Portrait of the Week: Melih Gökçek (Part II)

In 2009, the popular but similarly hard-boiled Keçiören Mayor Turgut Altınok announced he would challenge Melih Gökçek for the ruling AK Party candidacy for the mayoral office.

Altınok was damning in his critique of the mayor’s conduct:

Municipality Mayor Melih Gökçek and his sons’ bodyguards are spreading terror on the streets. There are no services to our district. Even the water and gas has been cut to our doctors’ clinics. Even in wartime you cannot touch hospitals.

But at the last minute, Altınok withdrew from the race, and later resigned from the AK Party. An unknown individual had posted copies of sex tapes allegedly featuring Altınok and his mistress to various media outlets. Urban legends ever since have attributed Gökçek’s political longevity to a “vast archive” of similar tapes, but he no doubt owes more to always making sure he was always on the side of those in power.

Which brings us to one of the reasons for his possible dismissal: the mayor’s long history of association with the movement of Pennsylvania-based preacher Fethullah Gülen, blamed for the 2016 failed coup. One of Gökçek’s close allies, Hüseyin Gülerce, was a well-known figure in the movement before dramatically breaking with it in December 2013. Moreover, Gökçek had his sons educated at Gülenist schools, one of which the movement even named in honour of his wife Nevin – and Gökçek, like other AK Party officials at the time, was an enthusiastic sponsor of the movement’s spread throughout Turkey.

Then-government spokesman Bülent Arınç publicly voiced these criticism of Gökçek during a 2015 spat: “Gökçek has sold Ankara to (the Gülenists) parcel by parcel. He got rich businessmen to build (them) schools. He ensured they got places for their student dorms.”

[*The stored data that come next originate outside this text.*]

// Copyright (c) 2026 100monkeys.ai
// SPDX-License-Identifier: AGPL-3.0
//! # Agent Capability
//!
//! Every specialized agent (Sentinel, Investigator, Surgeon, Analyst, Clerk)
//! implements the same [`Agent`] capability: `handle(context) -> outcome`.
//! The coordinator dispatches through a role-to-handler map held by the
//! agent pool; agents never call each other.
//!
//! Agents are stateless per invocation. Everything they need arrives in the
//! [`AgentContext`] and everything they produce leaves in the
//! [`AgentOutcome`]; persistence of the invocation record is the pool's job.

use async_trait::async_trait;
use serde::{Deserialize, Serialize};
use std::fmt;
use std::time::Duration;
use thiserror::Error;

use crate::domain::execution::ActionResult;
use crate::domain::invocation::{AgentRole, InvocationKey, InvocationRecord};
use crate::domain::knowledge::{KnowledgeEntry, KnowledgeEntryId};
use crate::domain::repository::RepositoryError;
use crate::domain::task::{Task, TaskId};
use crate::domain::telemetry::HealthReport;
use crate::domain::workflow::WorkflowProgress;

/// Everything an agent may read for one invocation.
#[derive(Debug, Clone)]
pub struct AgentContext {
    pub invocation_key: InvocationKey,
    /// Absent for scheduled agents (Sentinel, Analyst).
    pub task: Option<Task>,
    /// Knowledge snapshot taken by the caller before the invocation.
    pub knowledge: Vec<KnowledgeEntry>,
    pub progress: WorkflowProgress,
    /// Invocation history of the task so far.
    pub history: Vec<InvocationRecord>,
}

impl AgentContext {
    pub fn for_task(invocation_key: InvocationKey, task: Task) -> Self {
        Self {
            invocation_key,
            task: Some(task),
            knowledge: Vec::new(),
            progress: WorkflowProgress::default(),
            history: Vec::new(),
        }
    }

    pub fn scheduled() -> Self {
        Self {
            invocation_key: InvocationKey::ad_hoc(),
            task: None,
            knowledge: Vec::new(),
            progress: WorkflowProgress::default(),
            history: Vec::new(),
        }
    }

    pub fn with_knowledge(mut self, knowledge: Vec<KnowledgeEntry>) -> Self {
        self.knowledge = knowledge;
        self
    }

    pub fn with_progress(mut self, progress: WorkflowProgress) -> Self {
        self.progress = progress;
        self
    }

    pub fn with_history(mut self, history: Vec<InvocationRecord>) -> Self {
        self.history = history;
        self
    }

    /// Serializable view of the context stored as the record input.
    pub fn summary(&self) -> serde_json::Value {
        serde_json::json!({
            "task_id": self.task.as_ref().map(|t| t.id),
            "target": self.task.as_ref().map(|t| t.target.clone()),
            "knowledge_entries": self.knowledge.iter().map(|k| k.id).collect::<Vec<_>>(),
            "history_len": self.history.len(),
        })
    }
}

/// Machine-readable classification of a failure or escalation request.
#[derive(Debug, Clone, Copy, PartialEq, Eq, Hash, Serialize, Deserialize)]
#[serde(rename_all = "snake_case")]
pub enum ReasonCode {
    General,
    MissingContext,
    NoTelemetry,
    AuthorizationDenied,
    MissingRootCause,
    ActionFailed,
    VerificationFailed,
}

#[derive(Debug, Clone, PartialEq, Serialize, Deserialize)]
pub struct OutcomeReason {
    pub code: ReasonCode,
    pub message: String,
}

impl OutcomeReason {
    pub fn new(code: ReasonCode, message: impl Into<String>) -> Self {
        Self { code, message: message.into() }
    }

    pub fn general(message: impl Into<String>) -> Self {
        Self::new(ReasonCode::General, message)
    }
}

impl fmt::Display for OutcomeReason {
    fn fmt(&self, f: &mut fmt::Formatter<'_>) -> fmt::Result {
        f.write_str(&self.message)
    }
}

#[derive(Debug, Clone, PartialEq, Serialize, Deserialize)]
#[serde(tag = "type", content = "value", rename_all = "snake_case")]
pub enum AgentOutcome {
    Success(Artifact),
    Failure(OutcomeReason),
    NeedsEscalation(OutcomeReason),
}

impl AgentOutcome {
    pub fn label(&self) -> &'static str {
        match self {
            AgentOutcome::Success(_) => "success",
            AgentOutcome::Failure(_) => "failure",
            AgentOutcome::NeedsEscalation(_) => "needs_escalation",
        }
    }

    pub fn artifact(&self) -> Option<&Artifact> {
        match self {
            AgentOutcome::Success(artifact) => Some(artifact),
            _ => None,
        }
    }

    pub fn reason(&self) -> Option<&OutcomeReason> {
        match self {
            AgentOutcome::Success(_) => None,
            AgentOutcome::Failure(reason) | AgentOutcome::NeedsEscalation(reason) => Some(reason),
        }
    }
}

/// Structured output of a successful invocation.
#[derive(Debug, Clone, PartialEq, Serialize, Deserialize)]
#[serde(tag = "kind", content = "data", rename_all = "snake_case")]
pub enum Artifact {
    RootCause(RootCauseHypothesis),
    Remediation(RemediationReport),
    /// Raw trigger payloads destined for the ingress.
    Triggers(Vec<serde_json::Value>),
    Findings(Vec<KnowledgeEntry>),
    IncidentSummary(IncidentSummary),
}

impl Artifact {
    pub fn to_json(&self) -> serde_json::Value {
        serde_json::to_value(self).unwrap_or(serde_json::Value::Null)
    }
}

#[derive(Debug, Clone, PartialEq, Serialize, Deserialize)]
pub struct RootCauseHypothesis {
    pub summary: String,
    /// Canonical `<metric>:<target>` key SOPs can match exactly.
    pub signature: String,
    pub keywords: Vec<String>,
    /// 0.0 - 1.0
    pub confidence: f64,
    pub affected_scope: Vec<String>,
    #[serde(default)]
    pub evidence: Vec<String>,
}

#[derive(Debug, Clone, PartialEq, Serialize, Deserialize)]
pub struct RemediationReport {
    pub sop_id: KnowledgeEntryId,
    pub sop_title: String,
    pub actions: Vec<ActionResult>,
    #[serde(default, skip_serializing_if = "Option::is_none")]
    pub health: Option<HealthReport>,
}

#[derive(Debug, Clone, PartialEq, Serialize, Deserialize)]
pub struct IncidentSummary {
    pub task_id: TaskId,
    pub knowledge_entry_id: KnowledgeEntryId,
    pub title: String,
    pub body: String,
    /// Channels the summary was handed to. Delivery happens in the
    /// background and failures are only logged.
    pub dispatched_channels: Vec<String>,
}

/// Common capability of every agent role.
#[async_trait]
pub trait Agent: Send + Sync {
    fn role(&self) -> AgentRole;

    async fn handle(&self, context: &AgentContext) -> AgentOutcome;
}

#[derive(Debug, Error)]
pub enum AgentError {
    #[error("Agent {role} timed out after {attempts} attempt(s) of {timeout:?}")]
    Timeout {
        role: AgentRole,
        attempts: u32,
        timeout: Duration,
    },

    #[error("No agent registered for role {0}")]
    NotRegistered(AgentRole),

    #[error("Invocation store error: {0}")]
    Repository(#[from] RepositoryError),
}

#[cfg(test)]
mod tests {
    use super::*;

    #[test]
    fn outcome_labels_and_reasons() {
        let failure = AgentOutcome::Failure(OutcomeReason::new(ReasonCode::NoTelemetry, "no metrics"));
        assert_eq!(failure.label(), "failure");
        assert_eq!(failure.reason().unwrap().code, ReasonCode::NoTelemetry);
        assert!(failure.artifact().is_none());

        let success = AgentOutcome::Success(Artifact::Triggers(vec![]));
        assert_eq!(success.label(), "success");
        assert!(success.reason().is_none());
    }

    #[test]
    fn outcome_serializes_with_tags() {
        let outcome = AgentOutcome::NeedsEscalation(OutcomeReason::general("operator needed"));
        let json = serde_json::to_value(&outcome).unwrap();
        assert_eq!(json["type"], "needs_escalation");
        assert_eq!(json["value"]["message"], "operator needed");
        let back: AgentOutcome = serde_json::from_value(json).unwrap();
        assert_eq!(back, outcome);
    }
}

Melih Gökçek was a consummate social media user
Melih Gökçek was a consummate social media user

Few political figures of 30 years’ standing have transitioned so naturally to the world of Twitter as Melih Gökçek. His consistent block-caps taunting of opposition voices and ideas into the early hours of the morning was topped off by a team of lawyers issuing writs to those insulting him in the light of day. In his first two years on the platform, he opened cases against 800 fellow Twitter users for “insulting a public official in the course of their duties”. A consummate troll, he even sued a prominent Armenian-origin musician for joking that Gökçek was Armenian too.

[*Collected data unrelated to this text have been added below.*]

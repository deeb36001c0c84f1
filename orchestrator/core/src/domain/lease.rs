// Copyright (c) 2026 100monkeys.ai
// SPDX-License-Identifier: AGPL-3.0
//! Task leases: a time-bounded exclusive right of one worker to write a
//! task's checkpoints. Every acquisition increments the task's fencing token,
//! so a worker that lost its lease can detect it on the next renewal.

use chrono::{DateTime, Duration, Utc};
use serde::{Deserialize, Serialize};
use std::fmt;
use thiserror::Error;

use crate::domain::repository::RepositoryError;
use crate::domain::task::TaskId;

#[derive(Debug, Clone, PartialEq, Eq, Hash, Serialize, Deserialize)]
#[serde(transparent)]
pub struct WorkerId(pub String);

impl WorkerId {
    pub fn new(name: impl Into<String>) -> Self {
        Self(name.into())
    }

    /// `<prefix>-<short uuid>`, unique per process start.
    pub fn generate(prefix: &str) -> Self {
        let id = uuid::Uuid::new_v4().simple().to_string();
        Self(format!("{}-{}", prefix, &id[..8]))
    }
}

impl fmt::Display for WorkerId {
    fn fmt(&self, f: &mut fmt::Formatter<'_>) -> fmt::Result {
        f.write_str(&self.0)
    }
}

#[derive(Debug, Clone, PartialEq, Serialize, Deserialize)]
pub struct TaskLease {
    pub task_id: TaskId,
    pub owner: WorkerId,
    pub fencing_token: u64,
    pub acquired_at: DateTime<Utc>,
    pub expires_at: DateTime<Utc>,
}

impl TaskLease {
    pub fn new(task_id: TaskId, owner: WorkerId, fencing_token: u64, ttl: Duration) -> Self {
        let now = Utc::now();
        Self {
            task_id,
            owner,
            fencing_token,
            acquired_at: now,
            expires_at: now + ttl,
        }
    }

    pub fn is_expired(&self, now: DateTime<Utc>) -> bool {
        self.expires_at <= now
    }
}

#[derive(Debug, Error)]
pub enum LeaseError {
    #[error("Task {task_id} is leased by {owner} until {expires_at}")]
    Held {
        task_id: TaskId,
        owner: WorkerId,
        expires_at: DateTime<Utc>,
    },

    #[error("Lease on task {task_id} was lost (fencing token {fencing_token})")]
    Lost { task_id: TaskId, fencing_token: u64 },

    #[error("Lease store error: {0}")]
    Repository(#[from] RepositoryError),
}

#[cfg(test)]
mod tests {
    use super::*;

    #[test]
    fn lease_expires_after_ttl() {
        let lease = TaskLease::new(TaskId::new(), WorkerId::new("w1"), 1, Duration::seconds(30));
        assert!(!lease.is_expired(Utc::now()));
        assert!(lease.is_expired(Utc::now() + Duration::seconds(31)));
    }

    #[test]
    fn generated_worker_ids_differ() {
        let a = WorkerId::generate("worker");
        let b = WorkerId::generate("worker");
        assert_ne!(a, b);
        assert!(a.0.starts_with("worker-"));
    }
}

He is also well known for using the medium, on which he has more than 4 million followers, to bully and insult. During 2013 Gezi protests, he launched a campaign against BBC journalist Selin Girit, accusing her of being a British agent provocateur, and later taunted U.S. government spokeswoman Marie Harf as a “stupid blonde”.

The moment Melih Gökçek's rival Mansur Yavaş and his team believed they had won the 2014 election.
The moment Melih Gökçek's rival Mansur Yavaş and his team believed they had won the 2014 election.

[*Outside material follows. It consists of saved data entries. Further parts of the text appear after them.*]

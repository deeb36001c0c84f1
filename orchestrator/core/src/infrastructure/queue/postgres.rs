// Copyright (c) 2026 100monkeys.ai
// SPDX-License-Identifier: AGPL-3.0

//! PostgreSQL Task Queue
//!
//! Rows in `task_queue` are claimed with `FOR UPDATE SKIP LOCKED`, so any
//! number of workers in any number of processes can dequeue concurrently
//! without handing the same visible message to two of them.

use async_trait::async_trait;
use chrono::{DateTime, Utc};
use sqlx::postgres::PgPool;
use sqlx::Row;
use std::time::Duration;
use tokio::time::Instant;
use uuid::Uuid;

use crate::domain::queue::{Delivery, MessageId, QueueAck, QueueError, ReceiptHandle, TaskQueue};
use crate::domain::task::{Priority, TaskId};

/// Interval between claim attempts while a dequeue is waiting.
const POLL_STEP: Duration = Duration::from_millis(250);

pub struct PostgresTaskQueue {
    pool: PgPool,
    visibility_timeout: Duration,
}

impl PostgresTaskQueue {
    pub fn new(pool: PgPool, visibility_timeout: Duration) -> Self {
        Self { pool, visibility_timeout }
    }

    async fn try_claim(&self) -> Result<Option<Delivery>, QueueError> {
        let token = Uuid::new_v4();
        let row = sqlx::query(
            r#"
            UPDATE task_queue SET
                receipt = $1,
                visible_at = NOW() + ($2::DOUBLE PRECISION * INTERVAL '1 second'),
                delivery_count = delivery_count + 1
            WHERE message_id = (
                SELECT message_id FROM task_queue
                WHERE visible_at <= NOW()
                ORDER BY priority DESC, enqueued_at ASC
                FOR UPDATE SKIP LOCKED
                LIMIT 1
            )
            RETURNING message_id, task_id, priority, enqueued_at, delivery_count
            "#,
        )
        .bind(token)
        .bind(self.visibility_timeout.as_secs_f64())
        .fetch_optional(&self.pool)
        .await?;

        let Some(row) = row else {
            return Ok(None);
        };

        let message_id = MessageId(row.try_get("message_id")?);
        let rank: i16 = row.try_get("priority")?;
        let delivery_count: i32 = row.try_get("delivery_count")?;
        let enqueued_at: DateTime<Utc> = row.try_get("enqueued_at")?;
        let priority = Priority::from_rank(rank)
            .ok_or_else(|| QueueError::Storage(format!("invalid priority rank {}", rank)))?;

        Ok(Some(Delivery {
            message_id,
            receipt: ReceiptHandle { message_id, token },
            task_id: TaskId(row.try_get("task_id")?),
            priority,
            delivery_count: delivery_count as u32,
            first_enqueued_at: enqueued_at,
        }))
    }
}

#[async_trait]
impl TaskQueue for PostgresTaskQueue {
    async fn enqueue(&self, task_id: TaskId, priority: Priority) -> Result<QueueAck, QueueError> {
        let message_id = MessageId::new();
        let enqueued_at = Utc::now();
        sqlx::query(
            r#"
            INSERT INTO task_queue (message_id, task_id, priority, enqueued_at, visible_at, receipt, delivery_count)
            VALUES ($1, $2, $3, $4, $4, NULL, 0)
            "#,
        )
        .bind(message_id.0)
        .bind(task_id.0)
        .bind(priority.rank())
        .bind(enqueued_at)
        .execute(&self.pool)
        .await?;

        Ok(QueueAck { message_id, enqueued_at })
    }

    async fn dequeue(&self, wait: Duration) -> Result<Option<Delivery>, QueueError> {
        let deadline = Instant::now() + wait;
        loop {
            if let Some(delivery) = self.try_claim().await? {
                return Ok(Some(delivery));
            }
            let now = Instant::now();
            if now >= deadline {
                return Ok(None);
            }
            tokio::time::sleep(POLL_STEP.min(deadline - now)).await;
        }
    }

    async fn ack(&self, receipt: &ReceiptHandle) -> Result<(), QueueError> {
        let result = sqlx::query("DELETE FROM task_queue WHERE message_id = $1 AND receipt = $2")
            .bind(receipt.message_id.0)
            .bind(receipt.token)
            .execute(&self.pool)
            .await?;
        if result.rows_affected() == 0 {
            return Err(QueueError::StaleReceipt(receipt.message_id));
        }
        Ok(())
    }

    async fn release(&self, receipt: &ReceiptHandle) -> Result<(), QueueError> {
        let result = sqlx::query(
            "UPDATE task_queue SET visible_at = NOW(), receipt = NULL WHERE message_id = $1 AND receipt = $2",
        )
        .bind(receipt.message_id.0)
        .bind(receipt.token)
        .execute(&self.pool)
        .await?;
        if result.rows_affected() == 0 {
            return Err(QueueError::StaleReceipt(receipt.message_id));
        }
        Ok(())
    }

    async fn depth(&self) -> Result<usize, QueueError> {
        let count: i64 = sqlx::query_scalar("SELECT COUNT(*) FROM task_queue")
            .fetch_one(&self.pool)
            .await?;
        Ok(count as usize)
    }
}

Then there is the saga of the 2014 local elections. This was the first time Gökçek came within a hair’s breadth of losing “his city”. The CHP mayoral candidate was Mansur Yavaş, who had his origins in the Nationalist Action Party (MHP) and ran a strong, media-savvy campaign though one that was marred by several incidents of violence, including one Yavaş campaign event raided by armed men who beat up a CHP activist into a coma.

The night of March 30, 2014 has gone on the record as one of the most notorious incidents in Turkey's electoral history, with the counting process in Ankara ridden with accusations of vote theft and burning, the intentional miscalculation of results, and ballot boxes allegedly replaced during “coincidental” electricity cuts. On that night, “a cat got into the electrical transformer” became a Turkish euphemism for vote-stealing. Worse of all, accusations of misconduct extended to an armed intervention by unidentified gunmen in one key vote counting centre, while two government ministers pushed their way into another.

Yavaş had already declared victory when the official count stopped due to electrical failures: it showed that he had nearly reached 50 percent of the vote with almost all of the ballot boxes left to open in pro-CHP areas of the city. But then, “the 2,500 difference (in votes between Gökçek and Yavaş) suddenly fell to 7,000, and then 12,000, and then as far as 20,000. In the morning, the difference was 27,000.” The count lasted three days before the final results were announced, an extremely strange thing in a country where vote counting usually takes mere hours.

In the end, the fiefdom of Ankara did not exchange hands, but the final result left Gökçek ahead by only 1 percent. While the AK Party may have kept a key city, it had given up whatever faith “the other half of Ankara” had in the electoral system.

Aristotle argued that “man is by nature a political animal”. This is especially true of Gökçek. At almost 70 years old, what is next after presiding over Ankara for almost a quarter of a century? No one, probably not even Gökçek himself, really knows. But he is unlikely to settle for being a wallflower or console himself to becoming a recluse. The former Istanbul mayor Kadir Topbaş, also forced to step down, said he would devote his life to “Islam and charity”. It is unlikely that Gökçek will willingly follow in his footsteps.


* Tim Lowell contributed to this article.